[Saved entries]
──────────

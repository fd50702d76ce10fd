//! Plan migration over arbitrary reference points.
//!
//! The old plan and the new plan apply the same two filters in opposite
//! order. Whatever the reference point and however far the source has
//! advanced when the migration starts, the sink must see every element that
//! passes both filters exactly once.

use proptest::prelude::*;
use std::sync::Arc;
use std::time::Duration;
use timeweave::graph::Graph;
use timeweave::migration::MigrationPlan;
use timeweave::node::{NodeId, Sink};
use timeweave::operators::{self, CollectSink, CursorSource};
use timeweave::time::TemporalObject;

fn elements() -> impl Strategy<Value = Vec<TemporalObject<u32>>> {
  prop::collection::vec((0u64..3, 1u64..6), 1..15).prop_map(|raw| {
    let mut start = 0;
    raw
      .into_iter()
      .enumerate()
      .map(|(index, (gap, length))| {
        start += gap;
        TemporalObject::valid(index as u32, start, start + length).unwrap()
      })
      .collect()
  })
}

fn not_multiple_of_three(element: &TemporalObject<u32>) -> bool {
  element.payload() % 3 != 0
}

fn even(element: &TemporalObject<u32>) -> bool {
  element.payload() % 2 == 0
}

/// `first -> second`, returning the chain's entry and exit.
fn chain(
  graph: &Graph<u32>,
  name: &str,
  first: fn(&TemporalObject<u32>) -> bool,
  second: fn(&TemporalObject<u32>) -> bool,
) -> (NodeId, NodeId) {
  let entry = graph.add_node(operators::filter(format!("{name}-entry"), first));
  let exit = graph.add_node(operators::filter(format!("{name}-exit"), second));
  graph.connect(entry, exit, 0).unwrap();
  (entry, exit)
}

fn key(element: &TemporalObject<u32>) -> (u32, u64, u64) {
  (*element.payload(), element.start(), element.end())
}

proptest! {
  #![proptest_config(ProptestConfig::with_cases(64))]

  #[test]
  fn migration_preserves_every_element(
    input in elements(),
    reference_point in 0u64..40,
    advance in 0usize..15,
  ) {
    let advance = advance % input.len();
    let graph: Graph<u32> = Graph::new("migration");
    let source = graph.add_node(CursorSource::from_vec("source", input.clone()));
    let (old_entry, old_exit) = chain(&graph, "old", not_multiple_of_three, even);
    let (new_entry, new_exit) = chain(&graph, "new", even, not_multiple_of_three);
    let out = Arc::new(CollectSink::<u32>::new("out"));
    let sink = graph.add_shared_node(out.clone());
    graph.connect(source, old_entry, 0).unwrap();
    graph.connect(old_exit, sink, 0).unwrap();
    graph.open_all().unwrap();

    for _ in 0..advance {
      graph.step_source(source).unwrap();
    }
    let handle = MigrationPlan::new(reference_point)
      .split(source, old_entry, new_entry)
      .union(sink, old_exit, new_exit)
      .start(&graph, |_| {})
      .unwrap();
    graph.drain_source(source).unwrap();

    let report = handle.wait_timeout(Duration::from_secs(10));
    prop_assert!(report.is_some(), "migration did not complete");
    let report = report.unwrap();
    prop_assert!(report.errors.is_empty(), "{:?}", report.errors);
    prop_assert!(out.is_done());

    let mut expected: Vec<_> = input
      .iter()
      .filter(|element| even(element) && not_multiple_of_three(element))
      .map(key)
      .collect();
    let mut actual: Vec<_> = out.elements().iter().map(key).collect();
    expected.sort_unstable();
    actual.sort_unstable();
    prop_assert_eq!(actual, expected);
  }
}
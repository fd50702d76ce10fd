//! # Sweep Areas
//!
//! A sweep area holds the live state of a stateful operator: elements that may
//! still match future input. It supports four data operations:
//!
//! - `insert` stores an element.
//! - `query(probe, input)` returns the stored elements matching a probe that
//!   arrived on `input`, using that input's query predicate.
//! - `expire(status, input)` removes and returns every stored element the
//!   remove predicate of `input` deems dead given the status probe (typically
//!   a timestamp lower bound).
//! - `reorganize(status, input)` does the same but drops the elements.
//!
//! Elements removed by `expire`, `reorganize`, `remove` or `clear` never come
//! back from a later `query`, and expiring again with the same or an older
//! status returns nothing new.
//!
//! ## Implementors
//!
//! | Type | Backing | Notes |
//! |---|---|---|
//! | [`ListSweepArea`] | `VecDeque`, optionally kept sorted | linear scan |
//! | [`HashSweepArea`] | buckets keyed by a user hash | O(1) expected probe |
//! | [`HeapSweepArea`] | binary heap on a user priority | cheapest-first expiration |
//! | [`NegationSweepArea`] | `Vec` of positives | `expire`/`reorganize` unsupported |
//!
//! [`CountingSweepArea`] and [`DelegatingSweepArea`] wrap any of them without
//! changing semantics.
//!
//! ## Ownership
//!
//! Sweep areas are not thread-safe containers; the owning operator serializes
//! access behind its own mutex and closes the areas when it closes.

mod decorators;
mod hash;
mod heap;
mod list;
mod negation;

pub use decorators::{CountingSweepArea, DelegatingSweepArea, SweepAreaCounts};
pub use hash::{HashFn, HashSweepArea};
pub use heap::{HeapSweepArea, PriorityFn};
pub use list::ListSweepArea;
pub use negation::{NegationSweepArea, Signed};

use crate::config::SweepAreaConfig;
use crate::error::SweepAreaError;
use crate::time::Timestamp;
use serde::{Deserialize, Serialize};
use std::cmp::Ordering;
use std::sync::Arc;

/// Equality used by value-based removal.
pub type EqualsFn<E> = Arc<dyn Fn(&E, &E) -> bool + Send + Sync>;
/// `(stored, probe) -> matches`.
pub type QueryFn<E> = Arc<dyn Fn(&E, &E) -> bool + Send + Sync>;
/// `(stored, status) -> dead`.
pub type RemoveFn<E, S> = Arc<dyn Fn(&E, &S) -> bool + Send + Sync>;
/// Total order on stored elements.
pub type OrderFn<E> = Arc<dyn Fn(&E, &E) -> Ordering + Send + Sync>;

/// How expiration walks the stored elements.
#[derive(Clone, Copy, Debug, Default, Eq, PartialEq, Serialize, Deserialize)]
#[serde(rename_all = "snake_case")]
pub enum ReorganizeMode {
  /// Stop at the first live element in storage order. Exact for areas sorted
  /// consistently with the remove predicate; may keep dead elements longer
  /// otherwise.
  #[default]
  Lazy,
  /// Scan every element.
  SaveMemory,
}

/// Per-input predicates of a sweep area.
pub struct SweepAreaPredicates<E, S = Timestamp> {
  equals: EqualsFn<E>,
  query: Vec<QueryFn<E>>,
  remove: Vec<RemoveFn<E, S>>,
}

impl<E, S> Clone for SweepAreaPredicates<E, S> {
  fn clone(&self) -> Self {
    Self {
      equals: Arc::clone(&self.equals),
      query: self.query.clone(),
      remove: self.remove.clone(),
    }
  }
}

impl<E, S> SweepAreaPredicates<E, S> {
  /// Creates predicates with one query and one remove predicate per input.
  ///
  /// # Errors
  ///
  /// Returns [`SweepAreaError::InvalidArgument`] if the lists are empty or
  /// differ in length.
  pub fn new(
    equals: EqualsFn<E>,
    query: Vec<QueryFn<E>>,
    remove: Vec<RemoveFn<E, S>>,
  ) -> Result<Self, SweepAreaError> {
    if query.is_empty() {
      return Err(SweepAreaError::InvalidArgument(
        "at least one query predicate is required".to_string(),
      ));
    }
    if query.len() != remove.len() {
      return Err(SweepAreaError::InvalidArgument(format!(
        "{} query predicates but {} remove predicates",
        query.len(),
        remove.len()
      )));
    }
    Ok(Self {
      equals,
      query,
      remove,
    })
  }

  /// Uses the same query and remove predicate for all `dimension` inputs.
  ///
  /// # Errors
  ///
  /// Returns [`SweepAreaError::InvalidArgument`] if `dimension` is zero.
  pub fn uniform(
    dimension: usize,
    equals: EqualsFn<E>,
    query: QueryFn<E>,
    remove: RemoveFn<E, S>,
  ) -> Result<Self, SweepAreaError> {
    Self::new(equals, vec![query; dimension], vec![remove; dimension])
  }

  /// Number of inputs the predicates cover.
  pub fn dimension(&self) -> usize {
    self.query.len()
  }

  /// Equality predicate.
  pub fn equals(&self, a: &E, b: &E) -> bool {
    (self.equals)(a, b)
  }

  /// Query predicate of `input`.
  pub fn matches(&self, stored: &E, probe: &E, input: usize) -> bool {
    (self.query[input])(stored, probe)
  }

  /// Remove predicate of `input`.
  pub fn is_dead(&self, stored: &E, status: &S, input: usize) -> bool {
    (self.remove[input])(stored, status)
  }

  fn check_input(&self, input: usize) -> Result<(), SweepAreaError> {
    if input < self.dimension() {
      Ok(())
    } else {
      Err(SweepAreaError::InputOutOfRange {
        input,
        dimension: self.dimension(),
      })
    }
  }
}

/// Ownership and accounting settings shared by all implementors.
#[derive(Clone, Copy, Debug, Eq, PartialEq)]
pub struct SweepAreaSettings {
  /// Input whose elements this area stores.
  pub owner: usize,
  /// Whether expire/reorganize probes from `owner` itself are honored.
  pub self_reorganize: bool,
  /// Expiration walk.
  pub mode: ReorganizeMode,
  /// Bytes accounted per stored element.
  pub object_size: usize,
}

impl Default for SweepAreaSettings {
  fn default() -> Self {
    Self {
      owner: 0,
      self_reorganize: true,
      mode: ReorganizeMode::Lazy,
      object_size: 0,
    }
  }
}

impl SweepAreaSettings {
  /// Settings for an area owned by `owner`.
  pub fn owned_by(owner: usize) -> Self {
    Self {
      owner,
      ..Self::default()
    }
  }

  /// Applies the configured reorganize mode and object size.
  pub fn with_config(mut self, config: &SweepAreaConfig) -> Self {
    self.mode = config.reorganize_mode;
    if let Some(size) = config.object_size {
      self.object_size = size;
    }
    self
  }

  /// Sets [`self_reorganize`](Self::self_reorganize).
  pub fn with_self_reorganize(mut self, self_reorganize: bool) -> Self {
    self.self_reorganize = self_reorganize;
    self
  }

  /// Sets the expiration walk.
  pub fn with_mode(mut self, mode: ReorganizeMode) -> Self {
    self.mode = mode;
    self
  }

  /// Sets the per-element size.
  pub fn with_object_size(mut self, object_size: usize) -> Self {
    self.object_size = object_size;
    self
  }

  fn validate(&self, dimension: usize) -> Result<(), SweepAreaError> {
    if self.owner >= dimension {
      return Err(SweepAreaError::InvalidArgument(format!(
        "owner input {} outside dimension {}",
        self.owner, dimension
      )));
    }
    Ok(())
  }

  /// Returns false when a probe from `input` must be ignored.
  fn honors(&self, input: usize) -> bool {
    self.self_reorganize || input != self.owner
  }
}

/// A bounded, query- and expire-capable container of operator state.
///
/// `E` is the element type, `S` the status probe type passed to
/// expiration (a timestamp for temporal operators).
pub trait SweepArea<E, S = Timestamp>: Send {
  /// Stores `element`.
  ///
  /// # Errors
  ///
  /// Returns [`SweepAreaError::Closed`] after [`close`](SweepArea::close).
  fn insert(&mut self, element: E) -> Result<(), SweepAreaError>;

  /// Returns clones of the stored elements matching `probe` under the query
  /// predicate of `input`, in storage order.
  ///
  /// # Errors
  ///
  /// Fails when closed or when `input` is outside the dimension.
  fn query(&self, probe: &E, input: usize) -> Result<Vec<E>, SweepAreaError>;

  /// Removes and returns the elements that are dead given `status`.
  ///
  /// Probes from the owning input are ignored unless self-reorganization is
  /// enabled.
  ///
  /// # Errors
  ///
  /// Fails when closed, when `input` is outside the dimension, or when the
  /// implementor does not support expiration.
  fn expire(&mut self, status: &S, input: usize) -> Result<Vec<E>, SweepAreaError>;

  /// Like [`expire`](SweepArea::expire) but discards the removed elements.
  ///
  /// # Errors
  ///
  /// Same as [`expire`](SweepArea::expire).
  fn reorganize(&mut self, status: &S, input: usize) -> Result<(), SweepAreaError> {
    self.expire(status, input).map(drop)
  }

  /// Removes one stored element equal to `element`. Returns whether one was
  /// found.
  ///
  /// # Errors
  ///
  /// Returns [`SweepAreaError::Closed`] after [`close`](SweepArea::close).
  fn remove(&mut self, element: &E) -> Result<bool, SweepAreaError>;

  /// Drops every stored element.
  fn clear(&mut self);

  /// Drops every stored element and rejects further use.
  fn close(&mut self);

  /// Number of stored elements.
  fn len(&self) -> usize;

  /// Returns true if nothing is stored.
  fn is_empty(&self) -> bool {
    self.len() == 0
  }

  /// First element in the area's order, if any.
  fn peek(&self) -> Option<&E>;

  /// Removes and returns every element in the area's order.
  ///
  /// # Errors
  ///
  /// Returns [`SweepAreaError::Closed`] after [`close`](SweepArea::close).
  fn drain(&mut self) -> Result<Vec<E>, SweepAreaError>;

  /// Iterates the stored elements.
  ///
  /// # Errors
  ///
  /// Fails when closed, or for implementors without a cheap iteration order.
  fn iter(&self) -> Result<Box<dyn Iterator<Item = &E> + '_>, SweepAreaError>;

  /// Estimated bytes held.
  fn memory_usage(&self) -> usize;

  /// Number of inputs the area's predicates cover.
  fn dimension(&self) -> usize;
}

impl<E, S> SweepArea<E, S> for Box<dyn SweepArea<E, S>> {
  fn insert(&mut self, element: E) -> Result<(), SweepAreaError> {
    (**self).insert(element)
  }

  fn query(&self, probe: &E, input: usize) -> Result<Vec<E>, SweepAreaError> {
    (**self).query(probe, input)
  }

  fn expire(&mut self, status: &S, input: usize) -> Result<Vec<E>, SweepAreaError> {
    (**self).expire(status, input)
  }

  fn reorganize(&mut self, status: &S, input: usize) -> Result<(), SweepAreaError> {
    (**self).reorganize(status, input)
  }

  fn remove(&mut self, element: &E) -> Result<bool, SweepAreaError> {
    (**self).remove(element)
  }

  fn clear(&mut self) {
    (**self).clear()
  }

  fn close(&mut self) {
    (**self).close()
  }

  fn len(&self) -> usize {
    (**self).len()
  }

  fn peek(&self) -> Option<&E> {
    (**self).peek()
  }

  fn drain(&mut self) -> Result<Vec<E>, SweepAreaError> {
    (**self).drain()
  }

  fn iter(&self) -> Result<Box<dyn Iterator<Item = &E> + '_>, SweepAreaError> {
    (**self).iter()
  }

  fn memory_usage(&self) -> usize {
    (**self).memory_usage()
  }

  fn dimension(&self) -> usize {
    (**self).dimension()
  }
}
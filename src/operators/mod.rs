//! # Temporal Operators
//!
//! Operators are [`Operator`] strategies run by the generic [`TemporalPipe`]
//! node, which implements the shared timestamp, heartbeat and completion
//! protocol. Sources and sinks implement the node traits directly.
//!
//! | Operator | Inputs | State |
//! |----------|--------|-------|
//! | [`TemporalFilter`], [`TemporalMapper`] | 1 | none |
//! | [`TemporalWindow`] | 1 | none |
//! | [`TemporalUnion`] | any | start-keyed buffer |
//! | [`TemporalJoin`] | 2 | one sweep area per side |
//! | [`TemporalDifference`] | 2 | one sweep area per side |
//!
//! The functions at the bottom wrap an operator in its pipe in one call.

mod core;
mod difference;
mod filter;
mod join;
mod sinks;
mod sources;
mod union;
mod window;

pub use self::core::{Emitter, Operator, OperatorCore, TemporalPipe};
pub use difference::TemporalDifference;
pub use filter::{ElementPredicate, TemporalFilter, TemporalMapper};
pub use join::TemporalJoin;
pub use sinks::{CollectSink, LoggingSink};
pub use sources::CursorSource;
pub use union::TemporalUnion;
pub use window::{TemporalWindow, WindowKind};

use crate::config::SweepAreaConfig;
use crate::error::SweepAreaError;
use crate::time::{Payload, TemporalObject};

/// Pipe running a [`TemporalDifference`].
pub type DifferencePipe<P> = TemporalPipe<P, TemporalDifference<P>>;
/// Pipe running a [`TemporalJoin`].
pub type JoinPipe<P> = TemporalPipe<P, TemporalJoin<P>>;
/// Pipe running a [`TemporalUnion`].
pub type UnionPipe<P> = TemporalPipe<P, TemporalUnion<P>>;

/// Difference pipe reading the left side on input 0 and the right on 1.
///
/// # Errors
///
/// Propagates sweep area construction errors.
pub fn difference<P: Payload>(
  name: impl Into<String>,
  config: &SweepAreaConfig,
) -> Result<DifferencePipe<P>, SweepAreaError> {
  Ok(TemporalPipe::new(name, TemporalDifference::new(config)?))
}

/// Union pipe.
///
/// # Errors
///
/// Propagates sweep area construction errors.
pub fn union<P: Payload>(
  name: impl Into<String>,
  config: &SweepAreaConfig,
) -> Result<UnionPipe<P>, SweepAreaError> {
  Ok(TemporalPipe::new(name, TemporalUnion::new(config)?))
}

/// Filter pipe.
pub fn filter<P: Payload>(
  name: impl Into<String>,
  predicate: impl Fn(&TemporalObject<P>) -> bool + Send + 'static,
) -> TemporalPipe<P, TemporalFilter<P>> {
  TemporalPipe::new(name, TemporalFilter::new(predicate))
}

/// Sliding window pipe.
pub fn sliding_window<P: Payload>(name: impl Into<String>, size: u64) -> TemporalPipe<P, TemporalWindow> {
  TemporalPipe::new(name, TemporalWindow::sliding(size))
}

──────────

Directions for this task
For the word "running", find all matching lines in the entries above and copy them out.

Result of this exercise
/// Pipe running a [`TemporalDifference`].
/// Pipe running a [`TemporalJoin`].
/// Pipe running a [`TemporalUnion`].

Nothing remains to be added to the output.